We have studied the mechanism of expression and secretion of secreted acid phosphatase (S-APase) in lupin roots. Since S-APase activity of rice is lower than in lupin, we are interested in improving S-APase secretion ability in rice. We identified two S-APase cDNAs (OsSAP1 and OsSAP2) from calli that had been induced from root segments of rice. The deduced amino acid sequence of OsSAP1 (OsSAP1) shared 54% identity with that of one lupin S-APase (LaSAP2) , and 48% identity with that of another lupin S-APase (LaSAP1) . The predicted structure of OsSAP1 was similar to Fe(III)-Zn(II) purple APase (KBPAP) of Phaseolus vulgaris . The PSORT computer program indicated a secretion probability of this enzyme of 0.82. We have also partially purified the 51 kDa S-APase protein (OsSAP2) secreted from rice calli. The first 15 amino acids of the N-terminal sequence were identical to an EST (Accession No.

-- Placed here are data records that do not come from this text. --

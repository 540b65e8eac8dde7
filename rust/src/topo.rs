//! Topological ordering of a netlist.

use crate::graph::{Netlist, NodeId, OrderedGraph};

/// Order every node reachable from a primary output so that predecessors
/// precede successors, and re-index the circuit by that order.
///
/// Post-order DFS over predecessor links, starting from each primary output in
/// declaration order. Nodes that reach no primary output are dropped, as are
/// successor links pointing at them. On a cyclic netlist this still
/// terminates, but the result fails [`OrderedGraph::check_topological`].
pub fn topological_order(netlist: &Netlist) -> OrderedGraph {
    let n = netlist.len();
    let mut seen = vec![false; n];
    let mut order: Vec<NodeId> = Vec::with_capacity(n);

    for po in netlist.primary_outputs() {
        if seen[po as usize] {
            continue;
        }
        seen[po as usize] = true;
        // (node, index of the next predecessor to visit)
        let mut stack: Vec<(NodeId, usize)> = vec![(po, 0)];
        while let Some(frame) = stack.last_mut() {
            let (node, cursor) = *frame;
            let prev = &netlist.node(node).prev;
            if cursor < prev.len() {
                frame.1 += 1;
                let p = prev[cursor];
                if !seen[p as usize] {
                    seen[p as usize] = true;
                    stack.push((p, 0));
                }
            } else {
                order.push(node);
                stack.pop();
            }
        }
    }

    let mut topo_id: Vec<Option<NodeId>> = vec![None; n];
    for (id, &arena) in order.iter().enumerate() {
        topo_id[arena as usize] = Some(id as NodeId);
    }

    let nodes = order
        .iter()
        .map(|&arena| {
            let mut node = netlist.node(arena).clone();
            node.prev = node.prev.iter().filter_map(|&p| topo_id[p as usize]).collect();
            node.next = node.next.iter().filter_map(|&s| topo_id[s as usize]).collect();
            node
        })
        .collect();

    let outputs = netlist
        .primary_outputs()
        .into_iter()
        .filter_map(|po| topo_id[po as usize])
        .collect();

    OrderedGraph::from_parts(nodes, order, outputs)
}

AU065845). However, the rest of the sequence was less homologous to that of OsSAP1 cDNA. The full-length of OsSAP2 cDNA was identified by sequencing the EST clone. Probability of secretion was 0.58. The predicted proteins corresponding to the two S-APase cDNAs showed high homology with S-APases and acid phosphatases (APase) from other plants. Therefore, it is assumed that the difference in secretion between lupin and rice might be due to differences at the transcriptional level or in the secretory processes.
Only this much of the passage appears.